DON’T DO #2: Waste a second trying to change somebody else. Ignore any illusions you may have that you can change another person. The best a trained psychoanalyst can do is help the other person change – and even then, the process takes years. Besides, people sense you’re trying to change them, and resent it.
DON’T DO #3: Do anything you can delegate to somebody else. If the task can be handed off to somebody more skilled than you, and you can count on that person to do it, let the other person do it. Keep for yourself the most critical activities, and those you don’t think somebody else can do.
DON’T DO #4: Focus on fixing one-time occurrences. Don’t knock yourself out trying to fix problems resulting from isolated events. Focus instead on building lasting processes. If you get the processes right, the events that make up each process will fall into place.

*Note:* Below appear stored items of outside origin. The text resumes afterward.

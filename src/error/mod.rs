//! # Error Module
//!
//! Error types for the dataset audit.
//!
//! ## Design Principles
//! - **Never panic** on dataset files - return errors instead
//! - **Include context** - paths, line numbers, what went wrong
//! - **Per-file failures are not fatal** - `HashError` and `LabelError` are
//!   caught per file and recorded; they never abort the audit

use std::path::PathBuf;
use thiserror::Error;

/// Top-level application error
#[derive(Error, Debug)]
pub enum AuditError {
    #[error("Dataset error: {0}")]
    Dataset(#[from] DatasetError),

    #[error("Report error: {0}")]
    Report(#[from] ReportError),

    #[error("Configuration error: {0}")]
    Config(#[from] ConfigError),

    #[error("Audit was cancelled")]
    Cancelled,
}

/// Errors that occur while listing the dataset layout
#[derive(Error, Debug)]
pub enum DatasetError {
    #[error("Dataset root not found: {path}")]
    RootNotFound { path: PathBuf },

    #[error("Failed to read directory {path}: {source}")]
    ReadDirectory {
        path: PathBuf,
        #[source]
        source: std::io::Error,
    },
}

/// Errors that occur while hashing a file
#[derive(Error, Debug)]
pub enum HashError {
    #[error("Failed to read file {path}: {source}")]
    IoError {
        path: PathBuf,
        #[source]
        source: std::io::Error,
    },

    #[error("Failed to decode image {path}: {reason}")]
    DecodeError { path: PathBuf, reason: String },

    #[error("Failed to resize image: {0}")]
    ResizeFailed(String),
}

/// Errors that occur while reading annotation files
#[derive(Error, Debug)]
pub enum LabelError {
    #[error("Failed to read label file {path}: {source}")]
    ReadFailed {
        path: PathBuf,
        #[source]
        source: std::io::Error,
    },
}

/// Errors that occur while writing reports
#[derive(Error, Debug)]
pub enum ReportError {
    #[error("Failed to create report directory {path}: {source}")]
    CreateDirectory {
        path: PathBuf,
        #[source]
        source: std::io::Error,
    },

    #[error("Failed to write report {path}: {source}")]
    WriteFailed {
        path: PathBuf,
        #[source]
        source: std::io::Error,
    },
}

/// Errors in the audit configuration
#[derive(Error, Debug)]
pub enum ConfigError {
    #[error("Thumbnail side must be between 1 and 8, got {value}")]
    InvalidThumbnailSide { value: u32 },

    #[error("Bucket prefix must be between 1 and {max} bits, got {value}")]
    InvalidBucketBits { value: u32, max: u32 },

    #[error("At least one class name is required")]
    NoClasses,

    #[error("Failed to read config file {path}: {source}")]
    ReadFailed {
        path: PathBuf,
        #[source]
        source: std::io::Error,
    },

    #[error("Invalid config file {path}: {reason}")]
    ParseFailed { path: PathBuf, reason: String },
}

/// Convenience Result type alias
pub type Result<T> = std::result::Result<T, AuditError>;

#[cfg(test)]
mod tests {
    use super::*;

    #[test]
    fn dataset_error_includes_path() {
        let error = DatasetError::RootNotFound {
            path: PathBuf::from("/datasets/corn"),
        };
        assert!(error.to_string().contains("/datasets/corn"));
    }

    #[test]
    fn hash_error_includes_path_and_reason() {
        let error = HashError::DecodeError {
            path: PathBuf::from("/datasets/corn/images/train/broken.jpg"),
            reason: "invalid JPEG".to_string(),
        };
        let message = error.to_string();
        assert!(message.contains("broken.jpg"));
        assert!(message.contains("invalid JPEG"));
    }

    #[test]
    fn config_error_names_the_limit() {
        let error = ConfigError::InvalidBucketBits { value: 70, max: 64 };
        let message = error.to_string();
        assert!(message.contains("70"));
        assert!(message.contains("64"));
    }

    #[test]
    fn nested_errors_convert_into_audit_error() {
        let error: AuditError = ConfigError::NoClasses.into();
        assert!(matches!(error, AuditError::Config(ConfigError::NoClasses)));
    }
}
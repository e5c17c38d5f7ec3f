//! # Pipeline Module
//!
//! Orchestrates the full audit.
//!
//! ## Steps
//! 1. **Lists** - labeled images and stems per split
//! 2. **Leakage** - augmented file names in val/test
//! 3. **Exact duplicates** (3A) - content digests shared across splits
//! 4. **Near duplicates** (3B) - close average-hash signatures across splits
//! 5. **Split distribution** - images per class per split
//! 6. **Staged counts** - training class counts as augmentations are added
//! 7. **Label sanity** - class ids outside the configured range
//!
//! ## Parallelism
//! Uses rayon for per-file hashing. Results are collected in full before
//! grouping or bucketing, and every report is sorted, so the output does not
//! depend on completion order.

mod executor;

pub use executor::{AuditBuilder, AuditReport, Auditor, CancellationToken, SplitListing};
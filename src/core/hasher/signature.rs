//! Perceptual signature value type.

use serde::{Deserialize, Serialize};

/// Hamming distance between two 64-bit words
pub fn hamming(a: u64, b: u64) -> u32 {
    (a ^ b).count_ones()
}

/// A fixed-width bit signature of an image (64 bits for an 8x8 thumbnail).
///
/// Bit `width - 1` holds the first thumbnail sample in row-major order.
#[derive(Debug, Clone, Copy, PartialEq, Eq, Hash, Serialize, Deserialize)]
pub struct PerceptualSignature {
    bits: u64,
    width: u32,
}

impl PerceptualSignature {
    /// Build a signature of `width` bits (1..=64). Bits above `width` are dropped.
    pub fn new(bits: u64, width: u32) -> Self {
        let width = width.clamp(1, 64);
        let mask = if width == 64 { u64::MAX } else { (1u64 << width) - 1 };
        Self {
            bits: bits & mask,
            width,
        }
    }

    /// A full 64-bit signature
    pub fn from_u64(bits: u64) -> Self {
        Self::new(bits, 64)
    }

    pub fn bits(&self) -> u64 {
        self.bits
    }

    pub fn width(&self) -> u32 {
        self.width
    }

    /// Number of differing bits
    pub fn distance(&self, other: &Self) -> u32 {
        hamming(self.bits, other.bits)
    }

    /// The top `prefix_bits` bits, used as a bucket key
    pub fn prefix(&self, prefix_bits: u32) -> u64 {
        if prefix_bits >= self.width {
            self.bits
        } else {
            self.bits >> (self.width - prefix_bits)
        }
    }

    /// Zero-padded hex, one digit per started nibble
    pub fn to_hex(&self) -> String {
        let digits = self.width.div_ceil(4) as usize;
        format!("{:0width$x}", self.bits, width = digits)
    }
}

/// Where a signature came from
#[derive(Debug, Clone, Copy, PartialEq, Eq, Hash, Serialize, Deserialize)]
pub enum SignatureSource {
    /// Computed from the decoded image
    Decoded,
    /// The image did not decode; bits taken from the content digest.
    /// Matches involving these are low confidence.
    Fallback,
}
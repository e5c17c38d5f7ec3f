//! # dataset-audit CLI
//!
//! Command-line interface for the dataset audit.
//!
//! ## Usage
//! ```bash
//! dataset-audit audit ./corn_dataset
//! dataset-audit audit ./corn_dataset --threshold 3 --output json
//! ```

mod cli;

use dataset_evidence::Result;

fn main() -> Result<()> {
    cli::run()
}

DON’T DO #5: Spend time with people you don’t trust or people you can’t count on. Trust is the basis of all good relationships. If you ask somebody for help with something, but can’t be sure if they’ll follow through, you’re probably wasting your time.
DON’T DO #6: Put effort into anything that will clearly have little or no impact. Be prepared to drop activities that no longer promise significant results. Spend your time only on projects of consequence.